By Pam Blume
Christian Action League
May 1, 2015
The recent commercial spots from Talk It Out NC on underage drinking are jarring and depict a parent’s worst nightmare; losing a child to death or dealing with severe injury. So while North Carolina is trying to come up with ways to keep our kids from drinking, someone thought it a good idea to come up with powdered alcohol!
The product is called Palcohol and was approved by federal regulators last year. The U.S. Alcohol and Tobacco Tax and Trade Bureau approved labels for the product allowing it to be sold in the U.S. unless otherwise prohibited. It would be available in a pouch that looks much like a child’s juice container and becomes an alcoholic beverage with the addition of water or a mixer. The makers of the product intend to market it to backpackers and others who want a more portable form of liquor.
Combined with low cost and ease of concealment, the immediate concern raised by health and safety advocates was its use by underage drinkers. With those concerns and others in mind, the NC House voted 114-4 Monday evening to ban the sale of powdered alcohol.

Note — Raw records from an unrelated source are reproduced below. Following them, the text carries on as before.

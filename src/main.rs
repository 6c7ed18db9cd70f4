//! # upload-assets - 资源上传工具
//!
//! 将本地文件（或目录下的全部文件）上传到资源服务器，
//! 并以 JSON 数组输出每个文件对应的远程 URL。
//!
//! ## 依赖关系
//! ```text
//! main.rs
//!   ├── cli/        (命令行参数定义)
//!   ├── commands/   (命令执行逻辑)
//!   │     ├── batch/     (路径解析与批量编排)
//!   │     ├── api/       (HTTP 客户端与响应分类)
//!   │     └── models/    (数据模型)
//!   ├── utils/      (工具函数)
//!   └── error.rs    (错误处理)
//! ```

mod api;
mod batch;
mod cli;
mod commands;
mod error;
mod models;
mod utils;

use clap::Parser;
use cli::Cli;
use std::error::Error as _;

fn main() {
    // Initialize colored output for Windows compatibility
    #[cfg(windows)]
    colored::control::set_virtual_terminal(true).ok();

    let cli = Cli::parse();

    if let Err(e) = commands::run(cli) {
        if let Some(body) = e.raw_body() {
            eprintln!("{}", body);
        }
        utils::output::print_error(&e.to_string());

        let mut source = e.source();
        while let Some(cause) = source {
            utils::output::print_detail("Caused by", &cause.to_string());
            source = cause.source();
        }

        std::process::exit(e.exit_code());
    }
}
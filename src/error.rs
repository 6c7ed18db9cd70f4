//! # 统一错误处理模块
//!
//! 定义 upload-assets 的所有错误类型，使用 `thiserror` 派生。
//!
//! ## 依赖关系
//! - 被所有其他模块使用
//! - 无外部模块依赖

use thiserror::Error;

/// upload-assets 统一错误类型
#[derive(Error, Debug)]
pub enum AssetError {
    // ─────────────────────────────────────────────────────────────
    // 参数错误（在任何网络请求之前检测）
    // ─────────────────────────────────────────────────────────────
    #[error("No files specified")]
    NoFilesSpecified,

    #[error("The \"--url-path\" option can only be used when uploading a single file")]
    UrlPathRequiresSingleFile,

    #[error("The \"--url-path\"'s extension should match the file type")]
    UrlPathExtensionMismatch,

    // ─────────────────────────────────────────────────────────────
    // 服务端响应错误
    // ─────────────────────────────────────────────────────────────
    #[error("URL path already exists: {url}")]
    UrlPathExists { url: String },

    #[error("Permission denied. Did you provide a valid API token?")]
    PermissionDenied,

    #[error("Bad gateway. Check the API endpoint, e.g. 'https://assets.ubuntu.com/v1'")]
    BadGateway,

    #[error("Unexpected response from server: HTTP {status}")]
    UnexpectedResponse { status: u16, body: String },

    #[error("Failed to decode server response")]
    InvalidResponse {
        body: String,
        #[source]
        source: serde_json::Error,
    },

    // ─────────────────────────────────────────────────────────────
    // 传输 / I/O 错误
    // ─────────────────────────────────────────────────────────────
    #[error("Request failed")]
    Transport(#[from] reqwest::Error),

    #[error("Failed to read file: {path}")]
    FileReadError {
        path: String,
        #[source]
        source: std::io::Error,
    },

    #[error("Failed to write output")]
    OutputError(#[from] std::io::Error),
}

impl AssetError {
    /// 进程退出码：用户可见的致命错误为 1，未分类的传输/解码错误为 2
    pub fn exit_code(&self) -> i32 {
        match self {
            AssetError::UnexpectedResponse { .. }
            | AssetError::InvalidResponse { .. }
            | AssetError::Transport(_) => 2,
            _ => 1,
        }
    }

    /// 服务端原始响应体（仅未分类错误携带）
    pub fn raw_body(&self) -> Option<&str> {
        match self {
            AssetError::UnexpectedResponse { body, .. } | AssetError::InvalidResponse { body, .. } => {
                Some(body)
            }
            _ => None,
        }
    }
}

/// Result 类型别名
pub type Result<T> = std::result::Result<T, AssetError>;
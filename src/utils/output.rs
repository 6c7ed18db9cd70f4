//! # 美化输出工具
//!
//! 提供统一的终端输出样式。所有诊断信息都写到 stderr，
//! stdout 只保留上传结果 JSON。
//!
//! ## 依赖关系
//! - 被 `main.rs`, `commands/`, `batch/` 使用
//! - 使用 `colored` crate

use colored::Colorize;

/// 打印错误消息
pub fn print_error(msg: &str) {
    eprintln!("{} {}", "[ERR]".red().bold(), msg);
}

/// 打印警告消息
pub fn print_warning(msg: &str) {
    eprintln!("{} {}", "[WARN]".yellow().bold(), msg);
}

/// 打印信息消息
pub fn print_info(msg: &str) {
    eprintln!("{} {}", "[*]".blue().bold(), msg);
}

/// 打印完成消息
pub fn print_done(msg: &str) {
    eprintln!("{} {}", "[DONE]".green().bold(), msg);
}

/// 打印缩进的附加信息（原始响应体、错误链）
pub fn print_detail(label: &str, detail: &str) {
    eprintln!("  {} {}", format!("{}:", label).dimmed(), detail);
}
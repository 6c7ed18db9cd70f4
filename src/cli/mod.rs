//! # CLI 模块
//!
//! 使用 `clap` 定义命令行参数。工具只有一个动作（上传），
//! 因此参数直接展开在顶层而不是子命令。
//!
//! ## 依赖关系
//! - 被 `main.rs` 使用
//! - 子模块: upload

pub mod upload;

use clap::Parser;

/// upload-assets - 上传本地文件到资源服务器
#[derive(Parser)]
#[command(name = "upload-assets")]
#[command(version)]
#[command(about = "A command-line tool for uploading assets to an assets server", long_about = None)]
pub struct Cli {
    #[command(flatten)]
    pub upload: upload::UploadArgs,
}
//! # HTTP 客户端
//!
//! 基于 `reqwest` 阻塞客户端向资源服务器提交单个文件。每个请求都有固定超时，
//! 超时与连接失败直接作为 `AssetError::Transport` 返回，不做重试。
//!
//! ## 依赖关系
//! - 实现 `api::AssetStore`
//! - 使用 `api/config.rs`, `api/response.rs`, `models/asset.rs`

use super::config::{ApiConfig, RequestEncoding};
use super::response::UploadOutcome;
use super::AssetStore;
use crate::error::{AssetError, Result};
use crate::models::UploadRequest;

use base64::{engine::general_purpose::STANDARD, Engine as _};
use reqwest::blocking::{multipart, Client, RequestBuilder};

/// 资源服务器客户端
pub struct AssetClient {
    client: Client,
    config: ApiConfig,
    api_url: String,
}

impl AssetClient {
    pub fn new(config: ApiConfig) -> Result<Self> {
        let client = Client::builder().timeout(config.timeout).build()?;
        let api_url = config.api_url();

        Ok(Self {
            client,
            config,
            api_url,
        })
    }

    /// 表单编码：内容以 base64 放入 `asset` 字段，凭据放入 `token` 字段
    fn base64_request(&self, request: &UploadRequest, content: &[u8]) -> RequestBuilder {
        let mut fields = request.form_fields();
        fields.push(("asset", STANDARD.encode(content)));
        fields.push(("type", "base64".to_string()));
        fields.push(("token", self.config.token.clone()));

        self.client.post(&self.api_url).form(&fields)
    }

    /// multipart 编码：原始文件作为 `asset` 部分，凭据走 Bearer 头
    fn multipart_request(&self, request: &UploadRequest, content: Vec<u8>) -> RequestBuilder {
        let part = multipart::Part::bytes(content).file_name(request.target.filename().to_string());
        let form = request
            .form_fields()
            .into_iter()
            .fold(multipart::Form::new(), |form, (key, value)| form.text(key, value))
            .part("asset", part);

        self.client
            .post(&self.api_url)
            .bearer_auth(&self.config.token)
            .multipart(form)
    }
}

impl AssetStore for AssetClient {
    fn api_url(&self) -> &str {
        &self.api_url
    }

    fn upload(&self, request: &UploadRequest) -> Result<UploadOutcome> {
        let path = request.target.path();
        let content = std::fs::read(path).map_err(|e| AssetError::FileReadError {
            path: path.display().to_string(),
            source: e,
        })?;

        let builder = match self.config.encoding {
            RequestEncoding::Base64 => self.base64_request(request, &content),
            RequestEncoding::Multipart => self.multipart_request(request, content),
        };

        let response = builder.send()?;
        let status = response.status().as_u16();
        let body = response.text()?;

        UploadOutcome::classify(status, body)
    }
}

#[cfg(test)]
mod tests {
    use super::*;

    #[test]
    fn test_client_uses_config_api_url() {
        let config = ApiConfig {
            insecure: true,
            ..ApiConfig::new("localhost:8080", "secret")
        };
        let client = AssetClient::new(config).unwrap();
        assert_eq!(client.api_url(), "http://localhost:8080/v1");
    }

    #[test]
    fn test_missing_file_is_read_error() {
        use crate::models::{AssetMetadata, UploadTarget};
        use std::path::PathBuf;

        let client = AssetClient::new(ApiConfig::new("localhost:1", "secret")).unwrap();
        let target = UploadTarget::new(PathBuf::from("/nonexistent/upload-assets/a.png"));
        let metadata = AssetMetadata::default();
        let request = UploadRequest {
            target: &target,
            url_path: None,
            error_on_conflict: false,
            metadata: &metadata,
        };

        let err = client.upload(&request).unwrap_err();
        assert!(matches!(err, AssetError::FileReadError { .. }));
    }

    #[test]
    fn test_stalled_server_times_out() {
        use crate::models::{AssetMetadata, UploadTarget};
        use std::net::TcpListener;
        use std::time::{Duration, Instant};

        let dir = tempfile::TempDir::new().unwrap();
        let path = dir.path().join("logo.png");
        std::fs::write(&path, b"png").unwrap();

        // 只监听，从不响应
        let listener = TcpListener::bind("127.0.0.1:0").unwrap();
        let addr = listener.local_addr().unwrap();
        let config = ApiConfig {
            insecure: true,
            timeout: Duration::from_millis(200),
            ..ApiConfig::new(addr.to_string(), "secret")
        };
        let client = AssetClient::new(config).unwrap();

        let target = UploadTarget::new(path);
        let metadata = AssetMetadata::default();
        let request = UploadRequest {
            target: &target,
            url_path: None,
            error_on_conflict: false,
            metadata: &metadata,
        };

        let started = Instant::now();
        let err = client.upload(&request).unwrap_err();
        assert!(started.elapsed() < Duration::from_secs(10));
        assert!(matches!(err, AssetError::Transport(_)));
        assert_eq!(err.exit_code(), 2);
        drop(listener);
    }
}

The House Alcoholic Beverage Control Committee had previously voted unanimously to approve HB 290–Prohibit Powdered Alcohol. The bill also had to get through the House Health Committee.
In March, NC Alcoholic Beverage Control Chairman, Jim Gardner, had written to lawmakers encouraging them to support the bill. He pointed out that the NC ABC regulates alcoholic beverages, but “…powdered alcohol is not defined as a beverage in our statutes, and so this product falls outside the regulatory authority of the NC ABC Commission. The proposed legislation is worded to address this issue by preventing this problem product from legally entering our state.”
The NC Spirits Association had also said that the product flies in the face of current efforts to curb underage drinking.
Bill sponsor Rep. Shelly Willingham (D-Edgecombe) said, “It is a product that is dangerous, a product that we don’t want to have in our state. You can put it in your food, you can put it in your coffee–anything you can do with Kool-Aid you can do with this.”
But Rep. Larry Yarborough (R-Person) commented in the House Health Committee meeting that “I think it’s kind of silly to ban something we don’t know anything about. It’s just another form of alcohol, it seems to me.”
When asked why the state should ban the substance rather than regulate it, Willingham answered, “It’s easy to have, easy to use, and hard to identify.”
So widespread is the concern over the product that several dozen states have taken steps to ban the substance and U.S. Senator Chuck Schumer, D-NY, has proposed legislation in the U.S. Congress to ban it nationwide, calling it “Kool-Aid for underage drinking.”
According to the NC bill summary, it “defines powdered alcohol and prohibits the manufacture, sale, transport, import, delivery, furnishing, purchase, consumption or possession of powdered alcohol.” The bill will now go the the NC Senate.
The Christian Action League (CAL) has consistently supported and lobbied for the ban on powdered alcohol. In a hearing for public input, CAL executive director Rev. Mark Creech stated that it would …”only add to the ‘parade of horribles’ fostered by liquid alcohol.” He added, “This doesn’t need to be regulated, it needs to be prohibited.”